In the 1980s, Foreman was on the verge of bankruptcy. This fear of financial ruin drove him to re-enter the boxing ring at age 45 and regain his heavyweight title against Michael Moorer in 1994. This second chance at success allowed him to pay off millions of dollars of debt and launch a new career as an entrepreneur with his now ubiquitous George Foreman Grills. Millions of Foreman grills have been sold and George has fought his way back to a $200 million bank account. Not too shabby!

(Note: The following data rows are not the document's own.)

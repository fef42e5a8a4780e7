use regex::Regex;
use std::sync::LazyLock;

static PUNCTUATION: LazyLock<Regex> =
    LazyLock::new(|| Regex::new(r"\.{2,}|[^\w\s']").unwrap());
static SENTENCE_END: LazyLock<Regex> =
    LazyLock::new(|| Regex::new(r#"[.!?]+["'”’)\]]*\s+"#).unwrap());
static APOSTROPHE_TRIM: LazyLock<Regex> = LazyLock::new(|| Regex::new(r"^'+|'+$").unwrap());
static LAST_WORD: LazyLock<Regex> = LazyLock::new(|| Regex::new(r"(\w+)\W*$").unwrap());

/// Clitics split off the end of a token, longest first.
const CLITICS: &[&str] = &["n't", "'ll", "'re", "'ve", "'s", "'d", "'m"];

/// Words that end in a period without ending the sentence.
const ABBREVIATIONS: &[&str] = &["mr", "mrs", "ms", "dr", "st", "jr", "sr", "prof", "vs", "etc"];

/// Tokenize text into lowercase words and punctuation marks.
///
/// Every punctuation mark other than an apostrophe is its own token (an
/// ellipsis counts once), so a clause break occupies a slot in the modifier
/// window. Contractions are split the way treebank tokenizers do it:
/// `wasn't` yields `was`, `n't` and `cannot` yields `can`, `not`.
pub fn tokenize(text: &str) -> Vec<String> {
    let spaced = PUNCTUATION
        .replace_all(&text.replace('’', "'"), " $0 ")
        .to_lowercase();
    let mut tokens = Vec::new();
    for raw in spaced.split_whitespace() {
        let word = APOSTROPHE_TRIM.replace_all(raw, "");
        if word.is_empty() {
            continue;
        }
        if word == "cannot" {
            tokens.push("can".to_string());
            tokens.push("not".to_string());
            continue;
        }
        match split_clitic(&word) {
            Some((stem, clitic)) => {
                tokens.push(stem.to_string());
                tokens.push(clitic.to_string());
            }
            None => tokens.push(word.into_owned()),
        }
    }
    tokens
}

fn split_clitic(word: &str) -> Option<(&str, &str)> {
    CLITICS.iter().find_map(|clitic| {
        word.strip_suffix(clitic)
            .filter(|stem| !stem.is_empty() && !stem.ends_with('\''))
            .map(|stem| (stem, *clitic))
    })
}

/// Split text into sentences at sentence-ending punctuation (plus any closing
/// quotes or brackets) followed by whitespace. Order is preserved; empty
/// fragments are dropped.
pub fn split_sentences(text: &str) -> Vec<String> {
    let mut sentences = Vec::new();
    let mut last = 0;

    for m in SENTENCE_END.find_iter(text) {
        let end = m.start() + m.as_str().trim_end().len();
        if ends_with_abbreviation(&text[last..end]) {
            continue;
        }
        let sentence = text[last..end].trim();
        if !sentence.is_empty() {
            sentences.push(sentence.to_string());
        }
        last = m.end();
    }

    let remainder = text[last..].trim();
    if !remainder.is_empty() {
        sentences.push(remainder.to_string());
    }

    sentences
}

fn ends_with_abbreviation(fragment: &str) -> bool {
    if !fragment.ends_with('.') {
        return false;
    }
    LAST_WORD
        .captures(fragment)
        .and_then(|c| c.get(1))
        .is_some_and(|w| ABBREVIATIONS.contains(&w.as_str().to_lowercase().as_str()))
}
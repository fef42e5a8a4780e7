//! Text document in, JSON command file out.

use std::collections::{HashMap, HashSet};
use std::path::{Path, PathBuf};

use ht_core::{Pipeline, export_json, export_raw_json, split_sentences, unmapped_labels};

use crate::backend::{ClassifierBackend, fallback_count};
use crate::error::{BridgeError, Result};

/// Which record the output file holds.
#[derive(Clone, Copy, Debug, PartialEq, Eq)]
pub enum OutputKind {
    /// Normalized scores and positioned haptic commands.
    Haptic,
    /// Blended scores before normalization.
    Raw,
}

impl OutputKind {
    pub fn suffix(self) -> &'static str {
        match self {
            OutputKind::Haptic => "_haptic_output.json",
            OutputKind::Raw => "_raw_scores.json",
        }
    }

    /// Output path for `input` inside `out_dir`.
    pub fn output_path(self, input: &Path, out_dir: &Path) -> PathBuf {
        let stem = input
            .file_stem()
            .and_then(|s| s.to_str())
            .unwrap_or("unnamed");
        out_dir.join(format!("{stem}{}", self.suffix()))
    }
}

#[derive(Clone, Debug, PartialEq)]
pub struct DocumentReport {
    pub input: PathBuf,
    pub output: PathBuf,
    pub sentences: usize,
    /// Sentences scored without classifier output.
    pub fallbacks: usize,
}

/// Read, segment, classify, compile and write one document.
pub async fn process_document(
    pipeline: &Pipeline<'_>,
    backend: &ClassifierBackend,
    input: &Path,
    out_dir: &Path,
    kind: OutputKind,
) -> Result<DocumentReport> {
    let text = std::fs::read_to_string(input)?;
    let sentences = split_sentences(&text);
    tracing::debug!(input = %input.display(), sentences = sentences.len(), "compiling document");
    let classified = backend.classify_all(&sentences).await;
    for (i, output) in classified.iter().enumerate() {
        if let Ok(output) = output {
            let unknown = unmapped_labels(pipeline.tables(), output);
            if !unknown.is_empty() {
                tracing::debug!(sentence = i + 1, ?unknown, "ignoring unmapped classifier labels");
            }
        }
    }

    let json = match kind {
        OutputKind::Haptic => export_json(&pipeline.compile_sentences(&sentences, &classified))?,
        OutputKind::Raw => export_raw_json(&pipeline.raw_sentences(&sentences, &classified))?,
    };

    std::fs::create_dir_all(out_dir)?;
    let output = kind.output_path(input, out_dir);
    std::fs::write(&output, json)?;

    let report = DocumentReport {
        input: input.to_path_buf(),
        output,
        sentences: sentences.len(),
        fallbacks: match backend {
            ClassifierBackend::RulesOnly => 0,
            _ => fallback_count(&classified),
        },
    };
    tracing::info!(
        input = %report.input.display(),
        output = %report.output.display(),
        sentences = report.sentences,
        fallbacks = report.fallbacks,
        "compiled document"
    );
    Ok(report)
}

/// Explicit files followed by the `.txt` files of `dir`, sorted by name.
/// A file named twice is kept once, at its first position.
pub fn collect_inputs(files: &[PathBuf], dir: Option<&Path>) -> Result<Vec<PathBuf>> {
    let mut paths = files.to_vec();
    if let Some(dir) = dir {
        let mut found = Vec::new();
        for entry in std::fs::read_dir(dir)? {
            let path = entry?.path();
            if path.is_file() && path.extension().and_then(|e| e.to_str()) == Some("txt") {
                found.push(path);
            }
        }
        found.sort();
        paths.extend(found);
    }

    let mut seen = HashSet::new();
    paths.retain(|p| seen.insert(std::fs::canonicalize(p).unwrap_or_else(|_| p.clone())));
    Ok(paths)
}

/// Output files written during one run, keyed to the input that wrote them.
#[derive(Debug, Default)]
pub struct OutputClaims {
    written: HashMap<PathBuf, PathBuf>,
}

impl OutputClaims {
    /// Fails if another input of this run already wrote `output`.
    pub fn check(&self, input: &Path, output: &Path) -> Result<()> {
        match self.written.get(output) {
            Some(owner) => Err(BridgeError::OutputConflict(format!(
                "{} would overwrite {} written for {}",
                input.display(),
                output.display(),
                owner.display()
            ))),
            None => Ok(()),
        }
    }

    pub fn record(&mut self, report: &DocumentReport) {
        self.written
            .insert(report.output.clone(), report.input.clone());
    }
}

Country music legend Willie Nelson owed $16.7 million in debt to the IRS when he declared bankruptcy in 1990. The government seized his bank accounts and his real estate holding in six states. Nelson didn't lose his sense of humor over the financial debacle, and released a double album called The IRS Tapes: Who'll Buy My Memories. All profits from the album went directly to the IRS. His debts were paid off by 1993. Nelson later sued Price Waterhouse for mishandling his fortune.
This Icelandic former billionaire saw his net worth of $1.1 billion evaporate when he and his son and business partner Thor (former net worth $3.5 billion) got hit by the credit crisis in their country. The father and son partners were major shareholders in a bank (Landsbankin) that went under. When it went down, so did the Gudmundsson's assets. Bjorgolfur Gudmundsson was also suspected of being involved in fraud and embezzlement.
Unitas is a legendary quarterback who was among the top earners in the league. His first contract with the Baltimore Colts in 1956 was $7,000 ($60,000 in today's dollars). His last contract in 1973 with the San Diego Chargers was $250,000 ($1.3 million today) with a $175,000 bonus ($921,812 today). Unitas diversified his money, dabbling in real estate, restaurants, and other industries. By a stroke of really bad luck, each business he invested in failed and he filed for bankruptcy in the early 1990s. When he died 11 years later, there was a lawsuit on his estate due to all the bad debt from the failed businesses.
Interestingly, near the end of his life, Unitas brought media attention to the many permanent physical disabilities that he and his fellow players suffered during their careers before heavy padding and other safety features became popular. Unitas lost almost total use of his right hand, with the middle finger and thumb noticeably disfigured from being repeatedly broken during games.
Scott Eyre is a former MLB pitcher for the Chicago White Sox and Cubs, Toronto Blue Jays, San Francisco Giants, and Philadelphia Phillies. He was a part of the 2008 World Series Phillies team. Eyre was a victim of Allen Stanford's fraudulent billion-dollar scheme. He invested with Stanford and lost almost all of his money as a result. In 2009 Eyre admitted that he was broke and had to receive an advance on his salary from the Phillies.
Bonus: Kim Dotcom
Kim Dotcom was born Kim Schmitz in 1974. He is also known as Kimble, and Kim Tim Jim Vestor. He is a German-Finnish Internet entrepreneur, businessman, and hacker currently residing in New Zealand. He is the founder of Megaupload, as well as its successor site, Mega. Megaupload was an online file sharing service that tread the line on copyright infringement—and wasn't always on the right side of that line. In the 90s, Dotcom was charged with insider trading, embezzlement, and computer fraud. Today Dotcom is accused of causing $500 million worth of losses to the entertainment industry by enabling pirated content to be uploaded to his website. Megaupload had 150 million registered users before the FBI shut it down during a raid in 2012. The government effectively destroyed Megaupload's entire business with one flip of a switch. Dotcom is still fighting the U.S.'s attempts to extradite him and trying to revive his business empire. His latest endeavor, Mega, is a cloud storage service that uses sophisticated encryption to protect users from the government invasion of privacy.